Ryan had only previously written about that subject in secondary school and, while she is now a respected columnist with the Irish Examiner, she had consciously avoided personal writing about that subject for so long.
“Once you start writing about the GAA, absolutely everything is on the table,” says Ryan. “It’s your childhood, your family, your identity. Absolutely everything. You can’t help but drag all that in. I think I was afraid of the subject in a lot of ways.
“That first essay was very, very difficult to write. I was very stressed writing it. But once it came out, it got the warmest reception of anything else I’d ever written. I think that happens when you write something very personal. The more specific you are, people will identify with it.”
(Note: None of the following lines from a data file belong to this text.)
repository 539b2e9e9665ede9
//! Todo Commands
//!
//! Frontend bindings for the todo actions.

use async_trait::async_trait;
use serde::de::DeserializeOwned;
use serde::Serialize;
use todo_shared::TodoActions;
use wasm_bindgen::prelude::*;

use crate::models::{ActionResult, Item, TodoId};
use super::invoke;

// ========================
// Argument Structs
// ========================

#[derive(Serialize)]
struct TextArgs<'a> {
    text: &'a str,
}

#[derive(Serialize)]
struct IdArgs {
    id: String,
}

#[derive(Serialize)]
struct EditArgs<'a> {
    id: String,
    text: &'a str,
}

/// Describe a rejected `invoke` (IPC failure, unknown command)
fn rejection(err: JsValue) -> String {
    err.as_string().unwrap_or_else(|| format!("{:?}", err))
}

/// Invoke a mutating command; every failure comes back as `Failure`
async fn call_action<T: DeserializeOwned>(cmd: &str, args: &impl Serialize) -> ActionResult<T> {
    let js_args = match serde_wasm_bindgen::to_value(args) {
        Ok(value) => value,
        Err(e) => return ActionResult::failure(e.to_string()),
    };
    match invoke(cmd, js_args).await {
        Ok(result) => serde_wasm_bindgen::from_value(result)
            .unwrap_or_else(|e| ActionResult::failure(e.to_string())),
        Err(err) => {
            web_sys::console::error_1(&format!("[IPC] {} rejected", cmd).into());
            ActionResult::failure(rejection(err))
        }
    }
}

// ========================
// Commands
// ========================

pub async fn list_todos() -> Result<Vec<Item>, String> {
    let result = invoke("list_todos", JsValue::NULL).await.map_err(rejection)?;
    serde_wasm_bindgen::from_value(result).map_err(|e| e.to_string())
}

pub async fn create_todo(text: &str) -> ActionResult<Item> {
    call_action("create_todo", &TextArgs { text }).await
}

pub async fn edit_todo(id: &TodoId, text: &str) -> ActionResult<()> {
    call_action("edit_todo", &EditArgs { id: id.to_string(), text }).await
}

pub async fn toggle_todo(id: &TodoId) -> ActionResult<()> {
    call_action("toggle_todo", &IdArgs { id: id.to_string() }).await
}

pub async fn delete_todo(id: &TodoId) -> ActionResult<()> {
    call_action("delete_todo", &IdArgs { id: id.to_string() }).await
}

/// Actions backed by Tauri IPC
#[derive(Debug, Clone, Copy, Default)]
pub struct TauriTodoActions;

#[async_trait(?Send)]
impl TodoActions for TauriTodoActions {
    async fn create(&self, text: &str) -> ActionResult<Item> {
        create_todo(text).await
    }

    async fn edit(&self, id: &TodoId, text: &str) -> ActionResult<()> {
        edit_todo(id, text).await
    }

    async fn toggle(&self, id: &TodoId) -> ActionResult<()> {
        toggle_todo(id).await
    }

    async fn delete(&self, id: &TodoId) -> ActionResult<()> {
        delete_todo(id).await
    }
}
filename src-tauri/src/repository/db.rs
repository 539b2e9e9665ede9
//! Database Connection and Setup
//!
//! Opens the SQLite database and brings the schema up to date.

use std::path::Path;

use rusqlite::Connection;

use super::traits::{StoreError, StoreResult};

/// Open the database at `db_path` (`:memory:` for an in-memory one) and run
/// migrations.
pub fn init_db(db_path: &Path) -> StoreResult<Connection> {
    let conn = Connection::open(db_path).map_err(|source| StoreError::Open {
        path: db_path.to_path_buf(),
        source,
    })?;

    run_migrations(&conn)?;
    log::info!("database ready at {}", db_path.display());

    Ok(conn)
}

/// Check if a column exists in a table
fn column_exists(conn: &Connection, table: &str, column: &str) -> StoreResult<bool> {
    let mut stmt = conn.prepare(&format!("PRAGMA table_info({})", table))?;
    let names = stmt.query_map([], |row| row.get::<_, String>(1))?;
    for name in names {
        if name? == column {
            return Ok(true);
        }
    }
    Ok(false)
}

/// Run database migrations
fn run_migrations(conn: &Connection) -> StoreResult<()> {
    conn.execute(
        "CREATE TABLE IF NOT EXISTS todos (
            id TEXT PRIMARY KEY NOT NULL,
            text TEXT NOT NULL,
            done INTEGER NOT NULL DEFAULT 0,
            created_at INTEGER NOT NULL DEFAULT (strftime('%s', 'now'))
        )",
        [],
    )?;

    if !column_exists(conn, "todos", "updated_at")? {
        conn.execute("ALTER TABLE todos ADD COLUMN updated_at INTEGER", [])?;
    }

    Ok(())
}
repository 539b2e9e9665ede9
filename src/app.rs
//! Todo Frontend App
//!
//! Main application component.

use leptos::prelude::*;
use leptos::task::spawn_local;
use reactive_stores::Store;

use crate::commands;
use crate::components::{ErrorToast, NewTodoForm, TodoList};
use crate::context::AppContext;
use crate::store::AppState;

#[component]
pub fn App() -> impl IntoView {
    let store = Store::new(AppState::default());
    let ctx = AppContext::new(store);

    // Provide state to all children
    provide_context(store);
    provide_context(ctx);

    // Seed the collection once on mount
    Effect::new(move |_| {
        spawn_local(async move {
            match commands::list_todos().await {
                Ok(loaded) => {
                    web_sys::console::log_1(&format!("[APP] Loaded {} todos", loaded.len()).into());
                    ctx.todos.seed(loaded);
                }
                Err(e) => ctx.show_error(e),
            }
        });
    });

    view! {
        <main class="todo-app">
            <h1>"Todos"</h1>

            <NewTodoForm />

            <TodoList />

            <ErrorToast />
        </main>
    }
}
//! New Todo Form Component

use leptos::prelude::*;
use leptos::task::spawn_local;

use crate::context::use_app_context;

/// Form for creating new todos.
///
/// The input is cleared only once the core process has stored the todo.
#[component]
pub fn NewTodoForm() -> impl IntoView {
    let ctx = use_app_context();

    let (new_text, set_new_text) = signal(String::new());
    let (pending, set_pending) = signal(false);

    let create_todo = move |ev: web_sys::SubmitEvent| {
        ev.prevent_default();
        if pending.get_untracked() {
            return;
        }
        let text = new_text.get_untracked();
        set_pending.set(true);

        spawn_local(async move {
            if ctx.report(ctx.todos.create(&text).await).is_some() {
                set_new_text.set(String::new());
            }
            set_pending.set(false);
        });
    };

    view! {
        <form class="new-todo-form" on:submit=create_todo>
            <input
                type="text"
                placeholder="Add new todo..."
                prop:value=move || new_text.get()
                on:input=move |ev| set_new_text.set(event_target_value(&ev))
            />
            <button type="submit" disabled=move || pending.get()>"Add"</button>
        </form>
    }
}
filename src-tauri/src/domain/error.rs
//! Action Errors
//!
//! What a caller of the action layer can be told. Storage detail never
//! appears here; it is logged where it happens.

use thiserror::Error;

use super::validation::ValidationError;

#[derive(Debug, Clone, PartialEq, Eq, Error)]
pub enum ActionError {
    /// Rejected user input, surfaced verbatim
    #[error(transparent)]
    Validation(#[from] ValidationError),
    /// Identifier absent at mutation time
    #[error("Todo not found")]
    NotFound,
    /// Generic message standing in for a storage failure
    #[error("{0}")]
    Storage(&'static str),
}
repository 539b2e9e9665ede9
//! Optimistic Todo State
//!
//! Holds the client-side copy of the todo collection. Edits, toggles and
//! deletes are applied locally before the remote action resolves and are
//! reverted if it fails. Creates wait for the server-assigned identifier.

use std::cell::RefCell;
use std::future::Future;
use std::rc::Rc;

use async_trait::async_trait;

use crate::{ActionResult, Item, TodoId};

/// Remote CRUD actions the controller depends on.
///
/// Futures are not required to be `Send` so web-view implementations can
/// hold JS values across awaits.
#[async_trait(?Send)]
pub trait TodoActions {
    async fn create(&self, text: &str) -> ActionResult<Item>;
    async fn edit(&self, id: &TodoId, text: &str) -> ActionResult<()>;
    async fn toggle(&self, id: &TodoId) -> ActionResult<()>;
    async fn delete(&self, id: &TodoId) -> ActionResult<()>;
}

/// Cell holding the ordered collection.
pub trait ItemCollection {
    /// Copy of the current collection
    fn snapshot(&self) -> Vec<Item>;

    /// Replace the whole collection
    fn replace(&self, items: Vec<Item>);

    fn push(&self, item: Item) {
        let mut items = self.snapshot();
        items.push(item);
        self.replace(items);
    }
}

impl ItemCollection for Rc<RefCell<Vec<Item>>> {
    fn snapshot(&self) -> Vec<Item> {
        self.borrow().clone()
    }

    fn replace(&self, items: Vec<Item>) {
        *self.borrow_mut() = items;
    }

    fn push(&self, item: Item) {
        self.borrow_mut().push(item);
    }
}

/// Replace the text of the item with `id`
pub fn set_text(items: &mut [Item], id: &TodoId, text: &str) {
    if let Some(item) = items.iter_mut().find(|item| item.id == *id) {
        item.text = text.to_string();
    }
}

/// Flip the `done` flag of the item with `id`
pub fn flip_done(items: &mut [Item], id: &TodoId) {
    if let Some(item) = items.iter_mut().find(|item| item.id == *id) {
        item.done = !item.done;
    }
}

/// Drop the item with `id`, keeping the order of the rest
pub fn remove_item(items: &mut Vec<Item>, id: &TodoId) {
    items.retain(|item| item.id != *id);
}

/// Merge a freshly loaded collection with what is already held.
///
/// Loaded items come first in stored order. Held items the load did not
/// include (created while it was in flight) are kept after them.
pub fn merge_loaded(loaded: Vec<Item>, held: Vec<Item>) -> Vec<Item> {
    let mut merged = loaded;
    for item in held {
        if !merged.iter().any(|known| known.id == item.id) {
            merged.push(item);
        }
    }
    merged
}

/// Optimistic controller over a collection cell and a set of remote actions.
///
/// One instance per mounted view; it owns no global state.
#[derive(Debug, Clone, Copy)]
pub struct OptimisticTodos<C, A> {
    items: C,
    actions: A,
}

impl<C: ItemCollection, A: TodoActions> OptimisticTodos<C, A> {
    pub fn new(items: C, actions: A) -> Self {
        Self { items, actions }
    }

    /// Current collection
    pub fn items(&self) -> Vec<Item> {
        self.items.snapshot()
    }

    /// Adopt a freshly loaded collection, keeping items created meanwhile
    pub fn seed(&self, loaded: Vec<Item>) {
        let held = self.items.snapshot();
        self.items.replace(merge_loaded(loaded, held));
    }

    /// Create on the server, then append the stored item.
    pub async fn create(&self, text: &str) -> ActionResult<Item> {
        let outcome = self.actions.create(text).await;
        if let ActionResult::Success(item) = &outcome {
            self.items.push(item.clone());
        }
        outcome
    }

    pub async fn edit(&self, id: TodoId, text: &str) -> ActionResult<()> {
        let local = text.trim();
        self.speculate(|items| set_text(items, &id, local), || self.actions.edit(&id, text))
            .await
    }

    pub async fn toggle(&self, id: TodoId) -> ActionResult<()> {
        self.speculate(|items| flip_done(items, &id), || self.actions.toggle(&id))
            .await
    }

    pub async fn remove(&self, id: TodoId) -> ActionResult<()> {
        self.speculate(|items| remove_item(items, &id), || self.actions.delete(&id))
            .await
    }

    /// Apply `apply` locally, run `call`, restore the snapshot on failure.
    async fn speculate<F, Fut>(&self, apply: impl FnOnce(&mut Vec<Item>), call: F) -> ActionResult<()>
    where
        F: FnOnce() -> Fut,
        Fut: Future<Output = ActionResult<()>>,
    {
        let snapshot = self.items.snapshot();
        let mut next = snapshot.clone();
        apply(&mut next);
        self.items.replace(next);

        let outcome = call().await;
        if outcome.is_failure() {
            self.items.replace(snapshot);
        }
        outcome
    }
}

#[cfg(test)]
mod tests {
    use super::*;
    use std::cell::Cell;
    use uuid::Uuid;

    /// In-memory stand-in for the core process
    #[derive(Default)]
    struct FakeActions {
        rows: RefCell<Vec<Item>>,
        next: Cell<u128>,
        fail: Cell<bool>,
    }

    impl FakeActions {
        fn find(&self, id: &TodoId) -> bool {
            self.rows.borrow().iter().any(|item| item.id == *id)
        }
    }

    #[async_trait(?Send)]
    impl TodoActions for FakeActions {
        async fn create(&self, text: &str) -> ActionResult<Item> {
            let text = text.trim();
            if self.fail.get() {
                return ActionResult::failure("Failed to create todo");
            }
            if text.is_empty() {
                return ActionResult::failure("Todo text cannot be empty");
            }
            self.next.set(self.next.get() + 1);
            let item = Item::new(TodoId::from(Uuid::from_u128(self.next.get())), text.to_string());
            self.rows.borrow_mut().push(item.clone());
            ActionResult::success(item)
        }

        async fn edit(&self, id: &TodoId, text: &str) -> ActionResult<()> {
            if self.fail.get() {
                return ActionResult::failure("Failed to update todo");
            }
            if !self.find(id) {
                return ActionResult::failure("Todo not found");
            }
            set_text(&mut self.rows.borrow_mut(), id, text.trim());
            ActionResult::success(())
        }

        async fn toggle(&self, id: &TodoId) -> ActionResult<()> {
            if self.fail.get() {
                return ActionResult::failure("Failed to toggle todo");
            }
            if !self.find(id) {
                return ActionResult::failure("Todo not found");
            }
            flip_done(&mut self.rows.borrow_mut(), id);
            ActionResult::success(())
        }

        async fn delete(&self, id: &TodoId) -> ActionResult<()> {
            if self.fail.get() {
                return ActionResult::failure("Failed to delete todo");
            }
            if !self.find(id) {
                return ActionResult::failure("Todo not found");
            }
            remove_item(&mut self.rows.borrow_mut(), id);
            ActionResult::success(())
        }
    }

    fn controller() -> OptimisticTodos<Rc<RefCell<Vec<Item>>>, Rc<FakeActions>> {
        OptimisticTodos::new(Rc::new(RefCell::new(Vec::new())), Rc::new(FakeActions::default()))
    }

    #[async_trait(?Send)]
    impl TodoActions for Rc<FakeActions> {
        async fn create(&self, text: &str) -> ActionResult<Item> {
            (**self).create(text).await
        }
        async fn edit(&self, id: &TodoId, text: &str) -> ActionResult<()> {
            (**self).edit(id, text).await
        }
        async fn toggle(&self, id: &TodoId) -> ActionResult<()> {
            (**self).toggle(id).await
        }
        async fn delete(&self, id: &TodoId) -> ActionResult<()> {
            (**self).delete(id).await
        }
    }

    #[tokio::test]
    async fn test_create_appends_stored_item() {
        let todos = controller();
        let created = todos.create("  Buy milk  ").await.into_result().unwrap();

        assert_eq!(created.text, "Buy milk");
        assert!(!created.done);
        assert_eq!(todos.items(), vec![created]);
    }

    #[tokio::test]
    async fn test_create_failure_leaves_collection() {
        let todos = controller();
        todos.create("first").await;
        let before = todos.items();

        let outcome = todos.create("").await;
        assert_eq!(outcome.error(), Some("Todo text cannot be empty"));
        assert_eq!(todos.items(), before);
    }

    #[tokio::test]
    async fn test_edit_applies_trimmed_text() {
        let todos = controller();
        let item = todos.create("draft").await.into_result().unwrap();

        assert!(todos.edit(item.id, "  final ").await.is_success());
        assert_eq!(todos.items()[0].text, "final");
    }

    #[tokio::test]
    async fn test_edit_unknown_id_rolls_back() {
        let todos = controller();
        todos.create("keep").await;
        let before = todos.items();

        let unknown = TodoId::from(Uuid::from_u128(999));
        let outcome = todos.edit(unknown, "x").await;
        assert_eq!(outcome.error(), Some("Todo not found"));
        assert_eq!(todos.items(), before);
    }

    #[tokio::test]
    async fn test_failed_actions_restore_snapshot() {
        let todos = controller();
        let a = todos.create("a").await.into_result().unwrap();
        let b = todos.create("b").await.into_result().unwrap();
        todos.toggle(b.id).await;
        let before = todos.items();

        todos.actions.fail.set(true);
        assert!(todos.edit(a.id, "changed").await.is_failure());
        assert_eq!(todos.items(), before);
        assert!(todos.toggle(a.id).await.is_failure());
        assert_eq!(todos.items(), before);
        assert!(todos.remove(b.id).await.is_failure());
        assert_eq!(todos.items(), before);
    }

    #[tokio::test]
    async fn test_toggle_twice_restores_done() {
        let todos = controller();
        let item = todos.create("flip").await.into_result().unwrap();

        todos.toggle(item.id).await;
        assert!(todos.items()[0].done);
        todos.toggle(item.id).await;
        assert!(!todos.items()[0].done);
    }

    #[tokio::test]
    async fn test_delete_twice_reports_not_found() {
        let todos = controller();
        let item = todos.create("gone").await.into_result().unwrap();
        let other = todos.create("stays").await.into_result().unwrap();

        assert!(todos.remove(item.id).await.is_success());
        assert_eq!(todos.items(), vec![other.clone()]);

        let again = todos.remove(item.id).await;
        assert_eq!(again.error(), Some("Todo not found"));
        assert_eq!(todos.items(), vec![other]);
    }

    #[tokio::test]
    async fn test_seed_keeps_items_created_before_load() {
        let todos = controller();
        let stored = Item::new(TodoId::from(Uuid::from_u128(500)), "from disk".to_string());
        let early = todos.create("typed fast").await.into_result().unwrap();

        todos.seed(vec![stored.clone()]);
        assert_eq!(todos.items(), vec![stored.clone(), early.clone()]);

        // A later load that already has the item does not duplicate it
        todos.seed(vec![stored.clone(), early.clone()]);
        assert_eq!(todos.items(), vec![stored, early]);
    }

    #[test]
    fn test_local_transforms_keep_order() {
        let ids: Vec<TodoId> = (1..=3).map(|n| TodoId::from(Uuid::from_u128(n))).collect();
        let mut items: Vec<Item> = ids.iter().map(|id| Item::new(*id, id.to_string())).collect();

        set_text(&mut items, &ids[1], "middle");
        flip_done(&mut items, &ids[2]);
        remove_item(&mut items, &ids[0]);

        assert_eq!(items.len(), 2);
        assert_eq!(items[0].text, "middle");
        assert!(items[1].done);
    }
}
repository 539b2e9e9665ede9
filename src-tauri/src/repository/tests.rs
//! Repository Integration Tests
//!
//! Tests for SqliteTodoRepository with an in-memory SQLite database.

use std::path::Path;
use std::sync::Arc;

use tokio::sync::Mutex;
use uuid::Uuid;

use crate::domain::TodoId;
use crate::repository::{init_db, SqliteTodoRepository, StoreError, TodoRepository};

fn setup_test_db() -> (SqliteTodoRepository, Arc<Mutex<rusqlite::Connection>>) {
    let conn = init_db(Path::new(":memory:")).expect("Failed to init test DB");
    let conn = Arc::new(Mutex::new(conn));
    (SqliteTodoRepository::new(conn.clone()), conn)
}

fn unknown_id() -> TodoId {
    TodoId::from(Uuid::from_u128(42))
}

#[tokio::test]
async fn test_insert_assigns_id() {
    let (repo, _) = setup_test_db();

    let a = repo.insert("Buy milk").await.expect("Failed to insert");
    let b = repo.insert("Buy milk").await.expect("Failed to insert");

    assert_ne!(a.id, b.id);
    assert_eq!(a.text, "Buy milk");
    assert!(!a.done);
}

#[tokio::test]
async fn test_list_keeps_insertion_order() {
    let (repo, _) = setup_test_db();

    let first = repo.insert("first").await.unwrap();
    let second = repo.insert("second").await.unwrap();
    let third = repo.insert("third").await.unwrap();

    let items = repo.list_all().await.expect("List failed");
    assert_eq!(items, vec![first, second, third]);
}

#[tokio::test]
async fn test_exists() {
    let (repo, _) = setup_test_db();
    let item = repo.insert("here").await.unwrap();

    assert!(repo.exists(&item.id).await.unwrap());
    assert!(!repo.exists(&unknown_id()).await.unwrap());
}

#[tokio::test]
async fn test_update_text() {
    let (repo, _) = setup_test_db();
    let item = repo.insert("Original").await.unwrap();

    assert!(repo.update_text(&item.id, "Updated").await.unwrap());
    assert_eq!(repo.list_all().await.unwrap()[0].text, "Updated");
    assert!(!repo.update_text(&unknown_id(), "nobody").await.unwrap());
}

#[tokio::test]
async fn test_toggle_done_flips_stored_value() {
    let (repo, _) = setup_test_db();
    let item = repo.insert("flip").await.unwrap();

    assert!(repo.toggle_done(&item.id).await.unwrap());
    assert!(repo.list_all().await.unwrap()[0].done);
    assert!(repo.toggle_done(&item.id).await.unwrap());
    assert!(!repo.list_all().await.unwrap()[0].done);
    assert!(!repo.toggle_done(&unknown_id()).await.unwrap());
}

#[tokio::test]
async fn test_remove() {
    let (repo, _) = setup_test_db();
    let item = repo.insert("To delete").await.unwrap();

    assert!(repo.remove(&item.id).await.expect("Delete failed"));
    assert!(!repo.exists(&item.id).await.unwrap());
    assert!(!repo.remove(&item.id).await.unwrap());
}

#[tokio::test]
async fn test_corrupt_row_is_reported() {
    let (repo, conn) = setup_test_db();
    conn.lock()
        .await
        .execute("INSERT INTO todos (id, text) VALUES ('bogus', 'x')", [])
        .unwrap();

    match repo.list_all().await {
        Err(StoreError::CorruptId(id)) => assert_eq!(id, "bogus"),
        other => panic!("expected CorruptId, got {:?}", other),
    }
}

#[tokio::test]
async fn test_missing_table_surfaces_sqlite_error() {
    let (repo, conn) = setup_test_db();
    conn.lock().await.execute("DROP TABLE todos", []).unwrap();

    assert!(matches!(repo.insert("x").await, Err(StoreError::Sqlite(_))));
}
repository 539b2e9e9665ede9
fn main() {
    tauri_build::build()
}
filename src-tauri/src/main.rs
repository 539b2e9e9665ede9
// Prevents additional console window on Windows in release, DO NOT REMOVE!!
#![cfg_attr(not(debug_assertions), windows_subsystem = "windows")]

fn main() {
    todo_app_lib::run()
}
//! Tauri Commands for Todo CRUD
//!
//! Mutating commands always resolve with an `ActionResult`; failures are
//! part of the value, never a rejected call.

use tauri::State;

use crate::domain::{ActionResult, Item};
use crate::AppState;

/// List all todos (used once to seed the web view)
#[tauri::command]
pub async fn list_todos(state: State<'_, AppState>) -> Result<Vec<Item>, String> {
    state.todos.list_all().await.map_err(|e| e.to_string())
}

/// Create a todo
#[tauri::command]
pub async fn create_todo(
    state: State<'_, AppState>,
    text: String,
) -> Result<ActionResult<Item>, String> {
    Ok(state.todos.create(&text).await)
}

/// Replace a todo's text
#[tauri::command]
pub async fn edit_todo(
    state: State<'_, AppState>,
    id: String,
    text: String,
) -> Result<ActionResult<()>, String> {
    Ok(state.todos.edit(&id, &text).await)
}

/// Flip a todo's done flag
#[tauri::command]
pub async fn toggle_todo(state: State<'_, AppState>, id: String) -> Result<ActionResult<()>, String> {
    Ok(state.todos.toggle(&id).await)
}

/// Delete a todo
#[tauri::command]
pub async fn delete_todo(state: State<'_, AppState>, id: String) -> Result<ActionResult<()>, String> {
    Ok(state.todos.delete(&id).await)
}
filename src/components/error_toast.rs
//! Error Toast Component
//!
//! Shows the most recent action error until it expires or is dismissed.

use leptos::prelude::*;

use crate::context::use_app_context;

#[component]
pub fn ErrorToast() -> impl IntoView {
    let ctx = use_app_context();

    move || {
        ctx.error.get().map(|message| {
            view! {
                <div class="error-toast" role="alert">
                    <span>{message}</span>
                    <button class="dismiss-btn" on:click=move |_| ctx.dismiss_error()>"×"</button>
                </div>
            }
        })
    }
}
//! Repository Layer
//!
//! Persistence gateway for the `todos` table.

mod traits;
mod db;
mod todo_repo;

#[cfg(test)]
mod tests;

pub use traits::{StoreError, StoreResult, TodoRepository};
pub use db::init_db;
pub use todo_repo::SqliteTodoRepository;
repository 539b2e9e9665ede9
//! Action Result
//!
//! Uniform outcome returned by every mutating action.

use std::fmt::Display;

use serde::{Deserialize, Serialize};

/// Success carrying a value, or failure carrying a user-facing message.
///
/// Serialized as `{"status": "success", "payload": ...}` or
/// `{"status": "failure", "payload": "message"}`.
#[derive(Debug, Clone, PartialEq, Eq, Serialize, Deserialize)]
#[serde(tag = "status", content = "payload", rename_all = "lowercase")]
pub enum ActionResult<T> {
    Success(T),
    Failure(String),
}

impl<T> ActionResult<T> {
    pub fn success(value: T) -> Self {
        ActionResult::Success(value)
    }

    pub fn failure(message: impl Into<String>) -> Self {
        ActionResult::Failure(message.into())
    }

    pub fn is_success(&self) -> bool {
        matches!(self, ActionResult::Success(_))
    }

    pub fn is_failure(&self) -> bool {
        !self.is_success()
    }

    /// The failure message, if any
    pub fn error(&self) -> Option<&str> {
        match self {
            ActionResult::Success(_) => None,
            ActionResult::Failure(msg) => Some(msg),
        }
    }

    pub fn map<U>(self, f: impl FnOnce(T) -> U) -> ActionResult<U> {
        match self {
            ActionResult::Success(value) => ActionResult::Success(f(value)),
            ActionResult::Failure(msg) => ActionResult::Failure(msg),
        }
    }

    pub fn into_result(self) -> Result<T, String> {
        match self {
            ActionResult::Success(value) => Ok(value),
            ActionResult::Failure(msg) => Err(msg),
        }
    }
}

impl<T, E: Display> From<Result<T, E>> for ActionResult<T> {
    fn from(result: Result<T, E>) -> Self {
        match result {
            Ok(value) => ActionResult::Success(value),
            Err(e) => ActionResult::Failure(e.to_string()),
        }
    }
}

#[cfg(test)]
mod tests {
    use super::*;
    use serde_json::json;

    #[test]
    fn test_wire_format() {
        let ok: ActionResult<u32> = ActionResult::success(7);
        assert_eq!(serde_json::to_value(&ok).unwrap(), json!({"status": "success", "payload": 7}));

        let unit: ActionResult<()> = ActionResult::success(());
        assert_eq!(serde_json::to_value(&unit).unwrap(), json!({"status": "success", "payload": null}));

        let failed: ActionResult<()> = ActionResult::failure("Todo not found");
        assert_eq!(
            serde_json::to_value(&failed).unwrap(),
            json!({"status": "failure", "payload": "Todo not found"})
        );
    }

    #[test]
    fn test_decode_failure() {
        let decoded: ActionResult<()> =
            serde_json::from_value(json!({"status": "failure", "payload": "boom"})).unwrap();
        assert_eq!(decoded.error(), Some("boom"));
        assert!(decoded.is_failure());
    }

    #[test]
    fn test_from_result() {
        let failed: ActionResult<u8> = Err::<u8, _>("nope").into();
        assert_eq!(failed.into_result(), Err("nope".to_string()));
        let ok: ActionResult<u8> = Ok::<u8, String>(1).into();
        assert_eq!(ok.map(|v| v + 1), ActionResult::Success(2));
    }
}
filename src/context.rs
//! Application Context
//!
//! Shared state provided via Leptos Context API, one instance per mounted
//! app.

use gloo_timers::future::TimeoutFuture;
use leptos::prelude::*;
use leptos::task::spawn_local;
use todo_shared::OptimisticTodos;

use crate::commands::TauriTodoActions;
use crate::models::ActionResult;
use crate::store::{AppStore, StoreTodos};

/// How long an error stays on screen
pub const ERROR_DISPLAY_MS: u32 = 3000;

pub type TodoController = OptimisticTodos<StoreTodos, TauriTodoActions>;

/// App-wide state provided via context
#[derive(Clone, Copy)]
pub struct AppContext {
    /// Optimistic controller over the store's todos
    pub todos: TodoController,
    /// Most recent error, cleared after [`ERROR_DISPLAY_MS`] - read
    pub error: ReadSignal<Option<String>>,
    set_error: WriteSignal<Option<String>>,
    /// Bumped on each error so only the latest one's timer clears it
    error_generation: RwSignal<u32>,
}

impl AppContext {
    pub fn new(store: AppStore) -> Self {
        let (error, set_error) = signal(None);
        Self {
            todos: OptimisticTodos::new(StoreTodos(store), TauriTodoActions),
            error,
            set_error,
            error_generation: RwSignal::new(0),
        }
    }

    /// Show `message` for a while
    pub fn show_error(&self, message: String) {
        web_sys::console::warn_1(&format!("[APP] {}", message).into());
        self.error_generation.update(|g| *g = g.wrapping_add(1));
        let generation = self.error_generation.get_untracked();
        self.set_error.set(Some(message));

        let ctx = *self;
        spawn_local(async move {
            TimeoutFuture::new(ERROR_DISPLAY_MS).await;
            if ctx.error_generation.get_untracked() == generation {
                ctx.set_error.set(None);
            }
        });
    }

    pub fn dismiss_error(&self) {
        self.set_error.set(None);
    }

    /// Unwrap an action outcome, showing the failure message if any
    pub fn report<T>(&self, outcome: ActionResult<T>) -> Option<T> {
        match outcome {
            ActionResult::Success(value) => Some(value),
            ActionResult::Failure(message) => {
                self.show_error(message);
                None
            }
        }
    }
}

pub fn use_app_context() -> AppContext {
    expect_context::<AppContext>()
}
The flipside to that challenge is that people included in the story can always have a different interpretation of how the story is told. Their view doesn’t always necessarily sit in tandem, or agreement, with that of the author.
“One of the most nerve-wracking parts of the process for me was when I was finishing up the draft of the book last October, isolating the passages that mentioned other people, and then sending them to those people to get their sign-off,” says Ryan.
“It’s a weird thing to be written about, to be a character on someone else’s page, and I was really afraid of what family, friends, former team-mates would make of it. They were all really generous. There were a couple of fact checks here and there but the general response was, ‘This is really honest, fair play to you’.”
That honesty is a rich tribute to Ryan and the many important messages that echo loudly across the pages of The Grass Ceiling.